WASHINGTON -- The National Marrow Donor Program (NMDP), in partnership with the Congressional Black Caucus Foundation (CBCF), is celebrating African American Bone Marrow Awareness Month throughout July to raise awareness about the critical need for African Americans to join the national registry, publicly known as the Be The Match Registry®. Every year, more than 10,000 patients in the United States are diagnosed with life-threatening diseases for which the best option for a cure can be a bone marrow transplant from an unrelated donor or donated cord blood unit. Approximately 70 percent of patients in need of transplant do not have a matching donor in their family. Patients are most likely to match with a donor who shares a similar racial or ethnic background, therefore making it incredibly important to diversify the registry.
The majority of patients in need of potentially life-saving bone marrow or cord blood transplant depend on the national registry for a match. This month the NMDP and CBCF are calling attention to the fact that only 7 percent of the 8 million potential donors on the national registry are African American. Fewer potential African American donors mean fewer potential matches for African American patients seeking transplant. The NMDP is committed to increasing the number of potential donors and diversifying the national registry to ensure that all Americans have access to a match.
"We are happy to partner with the NMDP to build public awareness about the importance of African Americans serving as bone marrow donors," said Elsie L. Scott, president and chief executive officer for the CBCF. "When we talk about health disparities, this is one that is easily solvable by signing up as a donor."
As part of African American Bone Marrow Awareness Month, the NMDP is sponsoring bone marrow donor registration drives during the month of July. At the NMDP and CBCF events, attendees will hear from their U.S. Representatives about the need to grow and diversify the national registry of adult donors, learn more about the NMDP and find out how they can help save a life by joining the national registry.
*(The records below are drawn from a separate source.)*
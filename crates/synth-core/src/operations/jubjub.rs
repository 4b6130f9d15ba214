//! Twisted Edwards arithmetic on Jubjub (`-x^2 + y^2 = 1 + d x^2 y^2` over
//! the BLS12-381 scalar field), in affine coordinates.

use revm::primitives::U256;

use super::field;
use crate::error::{Result, SynthesisError};

pub const EDWARDS_D: U256 = U256::from_limbs([
  0x0106_5fd6_d634_3eb1,
  0x292d_7f6d_3757_9d26,
  0xf5fd_9207_e6bd_7fd4,
  0x2a93_18e7_4bfa_2b48,
]);

/// Order of the prime-order subgroup generated by [`Point::BASE`].
pub const SUBGROUP_ORDER: U256 = U256::from_limbs([
  0xd097_0e5e_d6f7_2cb7,
  0xa668_2093_ccc8_1082,
  0x0667_3b01_0134_3b00,
  0x0e7d_b4ea_6533_afa9,
]);

/// Bits in a reduced scalar.
pub const SCALAR_BITS: usize = 252;

#[derive(Debug, Clone, Copy, PartialEq, Eq)]
pub struct Point {
  pub x: U256,
  pub y: U256,
}

impl Point {
  /// The neutral element `(0, 1)`.
  pub const IDENTITY: Point = Point {
    x: U256::ZERO,
    y: U256::from_limbs([1, 0, 0, 0]),
  };

  pub const BASE: Point = Point {
    x: U256::from_limbs([
      0x3e6b_0714_92d1_122b,
      0xe72f_6afd_7d1f_7262,
      0x86a3_65b9_9fbf_3d3b,
      0x11da_fe5d_23e1_2180,
    ]),
    y: U256::from_limbs([
      0xcc3f_870e_59d2_92aa,
      0x3e26_ba5c_c220_fed7,
      0x9313_2e78_c866_c0c3,
      0x1d52_3cf1_ddab_1a17,
    ]),
  };

  pub fn new(x: U256, y: U256) -> Result<Point> {
    let point = Point { x, y };
    if !point.is_on_curve() {
      return Err(SynthesisError::InvalidOperand(format!(
        "({x:#x}, {y:#x}) is not a Jubjub point"
      )));
    }
    Ok(point)
  }

  pub fn is_on_curve(&self) -> bool {
    if !field::is_element(self.x) || !field::is_element(self.y) {
      return false;
    }
    let xx = field::square(self.x);
    let yy = field::square(self.y);
    let lhs = field::sub(yy, xx);
    let rhs = field::add(U256::from(1u64), field::mul(EDWARDS_D, field::mul(xx, yy)));
    lhs == rhs
  }

  /// Complete twisted Edwards addition with `a = -1`.
  pub fn add(&self, other: &Point) -> Point {
    let one = U256::from(1u64);
    let t = field::mul(EDWARDS_D, field::mul(field::mul(self.x, other.x), field::mul(self.y, other.y)));
    let x_num = field::add(field::mul(self.x, other.y), field::mul(self.y, other.x));
    let y_num = field::add(field::mul(self.y, other.y), field::mul(self.x, other.x));
    // Nonzero for curve points.
    let x_den = field::inv(field::add(one, t)).unwrap_or_default();
    let y_den = field::inv(field::sub(one, t)).unwrap_or_default();
    Point {
      x: field::mul(x_num, x_den),
      y: field::mul(y_num, y_den),
    }
  }

  pub fn double(&self) -> Point {
    self.add(self)
  }

  /// Double-and-add over the bits of `scalar`, least significant first.
  pub fn mul(&self, scalar: U256) -> Point {
    let mut acc = Point::IDENTITY;
    let mut base = *self;
    for i in 0..scalar.bit_len() {
      if scalar.bit(i) {
        acc = acc.add(&base);
      }
      base = base.double();
    }
    acc
  }

  /// Recovers a point from its `y` coordinate, choosing the root with the
  /// requested parity of `x`.
  pub fn from_y(y: U256, odd_x: bool) -> Option<Point> {
    let one = U256::from(1u64);
    let yy = field::square(y);
    let num = field::sub(yy, one);
    let den = field::inv(field::add(one, field::mul(EDWARDS_D, yy)))?;
    let x = field::sqrt(field::mul(num, den))?;
    let x = if x.bit(0) == odd_x { x } else { field::neg(x) };
    Some(Point { x, y })
  }
}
In addition to raising awareness about bone marrow donation, community members expressed support for efforts to grow and diversify the national registry through reauthorization of the C.W. Bill Young Cell Transplantation Program (Program) and the National Cord Blood Inventory (NCBI). In 2005, Congress passed the bipartisan Stem Cell Therapeutics and Research Act, which created the Program and the NCBI and provided federal funding for the expansion of the national registry. The Program and the NCBI will expire this year and must be reauthorized by Congress to provide continued funding to maintain and expand the national registry. Without additional funding, recruiting adult donors to join the national registry continues to be a challenge. The NMDP is currently working with Congress to secure vital funding for the Program to ensure every American in need has access to a potentially life-saving match.
"Growing the national registry starts with volunteers in communities across the country," said Jeffrey W. Chell, M.D., chief executive officer of the NMDP. "Patients in need of transplant rely on donor drives to expand the registry so that their chances of finding a potentially life-saving match increase. As growing numbers of Americans are in need of transplant, expanding and diversifying the registry is critical, which is why reauthorization of the Program and the NCBI is so urgent."
For more information, visit www.marrow.org or call 1(800) MARROW-2.
About the National Marrow Donor Program (NMDP)
As a leader in the field of unrelated marrow and umbilical cord blood transplantation, the National Marrow Donor Program (NMDP) is dedicated to ensuring all patients who need a transplant receive access to this potentially life-saving treatment. Headquartered in Minneapolis, the nonprofit organization manages the Be The Match Registry©; facilitates transplants worldwide; conducts research; and provides education and support to patients, donors and health care professionals. The U.S. government has entrusted the NMDP to operate the C.W. Bill Young Cell Transplantation Program and provide a single point of access to marrow donors and cord blood units for a global network of hospitals, blood centers, laboratories and recruitment centers. The NMDP has facilitated more than 40,000 transplants since operation began in 1987.
About the Congressional Black Caucus Foundation, Inc. (CBCF)
The Congressional Black Caucus Foundation, Inc., was established in 1976 as a nonpartisan, nonprofit, public policy, research and education institute to help improve the socio-economic circumstances of African Americans and other underserved communities.